▸ Instructions for the task
Where a line of the data below has the string "collected", copy that line.

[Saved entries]
+++

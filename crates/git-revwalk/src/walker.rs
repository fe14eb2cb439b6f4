//! Top-level commit walker: ties the queue, path filter, and reordering
//! stages together into a single `Iterator` over [`WalkEntry`].

use std::cell::RefCell;
use std::collections::{HashSet, VecDeque};
use std::rc::Rc;
use std::str::FromStr;

use bstr::BString;
use git_hash::ObjectId;
use git_object::Commit;
use git_odb::ObjectDatabase;

use crate::entry::WalkEntry;
use crate::pathfilter::{entry_matches, FollowedPaths};
use crate::queue::{CommitQueue, CommitTimeQueue, MAX_EXTRA_COMMITS};
use crate::topo::TopoReorder;
use crate::RevWalkError;

/// Function used to determine a commit's parents while walking.
///
/// Defaults to the commit's real parent list; overriding it lets a caller
/// walk a rewritten or simplified ancestry graph instead.
pub type GetParents = Rc<dyn Fn(&Commit) -> Vec<ObjectId>>;

pub fn default_get_parents() -> GetParents {
    Rc::new(|commit: &Commit| commit.parents.clone())
}

/// Output ordering for a walk.
#[derive(Debug, Clone, Copy, PartialEq, Eq)]
pub enum Order {
    /// Strictly by commit time, newest first (the queue's native order).
    Date,
    /// Topologically: no parent before any of its children. O(n) memory.
    Topo,
}

impl FromStr for Order {
    type Err = RevWalkError;

    fn from_str(s: &str) -> Result<Self, Self::Err> {
        match s {
            "date" => Ok(Order::Date),
            "topo" => Ok(Order::Topo),
            other => Err(RevWalkError::InvalidOrder(other.to_string())),
        }
    }
}

/// Construction-time options for a [`Walker`].
pub struct WalkerOptions {
    pub exclude: Vec<ObjectId>,
    pub order: Order,
    pub reverse: bool,
    pub max_entries: Option<usize>,
    pub paths: Option<Vec<BString>>,
    pub rename_threshold: Option<u8>,
    pub follow: bool,
    pub since: Option<i64>,
    pub until: Option<i64>,
    pub get_parents: GetParents,
}

impl Default for WalkerOptions {
    fn default() -> Self {
        Self {
            exclude: Vec::new(),
            order: Order::Date,
            reverse: false,
            max_entries: None,
            paths: None,
            rename_threshold: None,
            follow: false,
            since: None,
            until: None,
            get_parents: default_get_parents(),
        }
    }
}

/// Streams commits reachable from an include set, honoring exclusion
/// ancestry, date bounds, and path filters, in commit-time or topological
/// order.
///
/// `Walker` itself iterates in raw queue order (commit-time, newest first);
/// call [`Walker::walk`] to additionally apply topological reordering and/or
/// reversal as configured.
pub struct Walker<'o> {
    odb: &'o ObjectDatabase,
    excluded: Rc<RefCell<HashSet<ObjectId>>>,
    order: Order,
    reverse: bool,
    max_entries: Option<usize>,
    paths: Option<FollowedPaths>,
    rename_threshold: Option<u8>,
    follow: bool,
    since: Option<i64>,
    until: Option<i64>,
    get_parents: GetParents,
    num_entries: usize,
    queue: Box<dyn CommitQueue + 'o>,
    out_queue: VecDeque<WalkEntry>,
}

impl<'o> Walker<'o> {
    pub fn new(
        odb: &'o ObjectDatabase,
        include: Vec<ObjectId>,
        options: WalkerOptions,
    ) -> Result<Self, RevWalkError> {
        if include.is_empty() {
            return Err(RevWalkError::InvalidOption(
                "include must contain at least one commit".into(),
            ));
        }
        let excluded = Rc::new(RefCell::new(
            options.exclude.iter().copied().collect::<HashSet<_>>(),
        ));
        let queue = CommitTimeQueue::new(
            odb,
            &include,
            excluded.clone(),
            options.since,
            options.get_parents.clone(),
        )?;
        Self::with_queue_and_excluded(odb, Box::new(queue), excluded, options)
    }

    /// Construct a walker over a caller-supplied queue implementation,
    /// bypassing [`CommitTimeQueue`] entirely (the `queue_cls` hook).
    pub fn with_queue(
        odb: &'o ObjectDatabase,
        queue: Box<dyn CommitQueue + 'o>,
        options: WalkerOptions,
    ) -> Result<Self, RevWalkError> {
        let excluded = Rc::new(RefCell::new(
            options.exclude.iter().copied().collect::<HashSet<_>>(),
        ));
        Self::with_queue_and_excluded(odb, queue, excluded, options)
    }

    fn with_queue_and_excluded(
        odb: &'o ObjectDatabase,
        queue: Box<dyn CommitQueue + 'o>,
        excluded: Rc<RefCell<HashSet<ObjectId>>>,
        options: WalkerOptions,
    ) -> Result<Self, RevWalkError> {
        if options.max_entries == Some(0) {
            return Err(RevWalkError::InvalidOption(
                "max_entries must be greater than zero".into(),
            ));
        }
        let rename_threshold = if options.follow && options.rename_threshold.is_none() {
            Some(50)
        } else {
            options.rename_threshold
        };
        let paths = options
            .paths
            .map(|p| Rc::new(RefCell::new(p.into_iter().collect::<HashSet<_>>())));

        Ok(Self {
            odb,
            excluded,
            order: options.order,
            reverse: options.reverse,
            max_entries: options.max_entries,
            paths,
            rename_threshold,
            follow: options.follow,
            since: options.since,
            until: options.until,
            get_parents: options.get_parents,
            num_entries: 0,
            queue,
            out_queue: VecDeque::new(),
        })
    }

    fn should_return(&self, entry: &WalkEntry) -> Result<bool, RevWalkError> {
        let commit_time = entry.commit.committer.date.timestamp;
        if let Some(since) = self.since {
            if commit_time < since {
                return Ok(false);
            }
        }
        if let Some(until) = self.until {
            if commit_time > until {
                return Ok(false);
            }
        }
        if self.excluded.borrow().contains(&entry.id) {
            return Ok(false);
        }

        let paths = match &self.paths {
            Some(paths) => paths,
            None => return Ok(true),
        };
        let changes = entry.changes(self.odb, self.rename_threshold, &self.get_parents)?;
        Ok(entry_matches(paths, self.follow, &changes))
    }

    /// Pull and filter one entry from the queue, buffering `MAX_EXTRA_COMMITS`
    /// entries before emitting any of them so the exclusion set has a chance
    /// to catch up (see `dulwich.walk.Walker._next`).
    fn pull_next(&mut self) -> Result<Option<WalkEntry>, RevWalkError> {
        loop {
            if let Some(max) = self.max_entries {
                if self.num_entries >= max {
                    return Ok(None);
                }
            }

            let pulled = self.queue.next()?;
            let pulled_is_none = pulled.is_none();
            if let Some(entry) = pulled {
                self.out_queue.push_back(entry);
            }

            if pulled_is_none || self.out_queue.len() as u32 > MAX_EXTRA_COMMITS {
                let entry = match self.out_queue.pop_front() {
                    Some(e) => e,
                    None => return Ok(None),
                };
                if self.should_return(&entry)? {
                    self.num_entries += 1;
                    return Ok(Some(entry));
                }
            }
        }
    }

    /// Apply topological reordering (if configured) and reversal (if
    /// configured), in that order, consuming the walker.
    pub fn walk(self) -> Box<dyn Iterator<Item = Result<WalkEntry, RevWalkError>> + 'o> {
        let order = self.order;
        let reverse = self.reverse;
        let get_parents = self.get_parents.clone();
        let base: Box<dyn Iterator<Item = Result<WalkEntry, RevWalkError>> + 'o> = Box::new(self);
        let ordered: Box<dyn Iterator<Item = Result<WalkEntry, RevWalkError>> + 'o> = match order {
            Order::Topo => Box::new(TopoReorder::new(base, get_parents)),
            Order::Date => base,
        };
        if reverse {
            let mut collected: Vec<_> = ordered.collect();
            collected.reverse();
            Box::new(collected.into_iter())
        } else {
            ordered
        }
    }
}

impl<'o> Iterator for Walker<'o> {
    type Item = Result<WalkEntry, RevWalkError>;

    fn next(&mut self) -> Option<Self::Item> {
        match self.pull_next() {
            Ok(Some(entry)) => Some(Ok(entry)),
            Ok(None) => None,
            Err(e) => Some(Err(e)),
        }
    }
}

+++

▸ Reply
            let mut collected: Vec<_> = ordered.collect();
            collected.reverse();
            Box::new(collected.into_iter())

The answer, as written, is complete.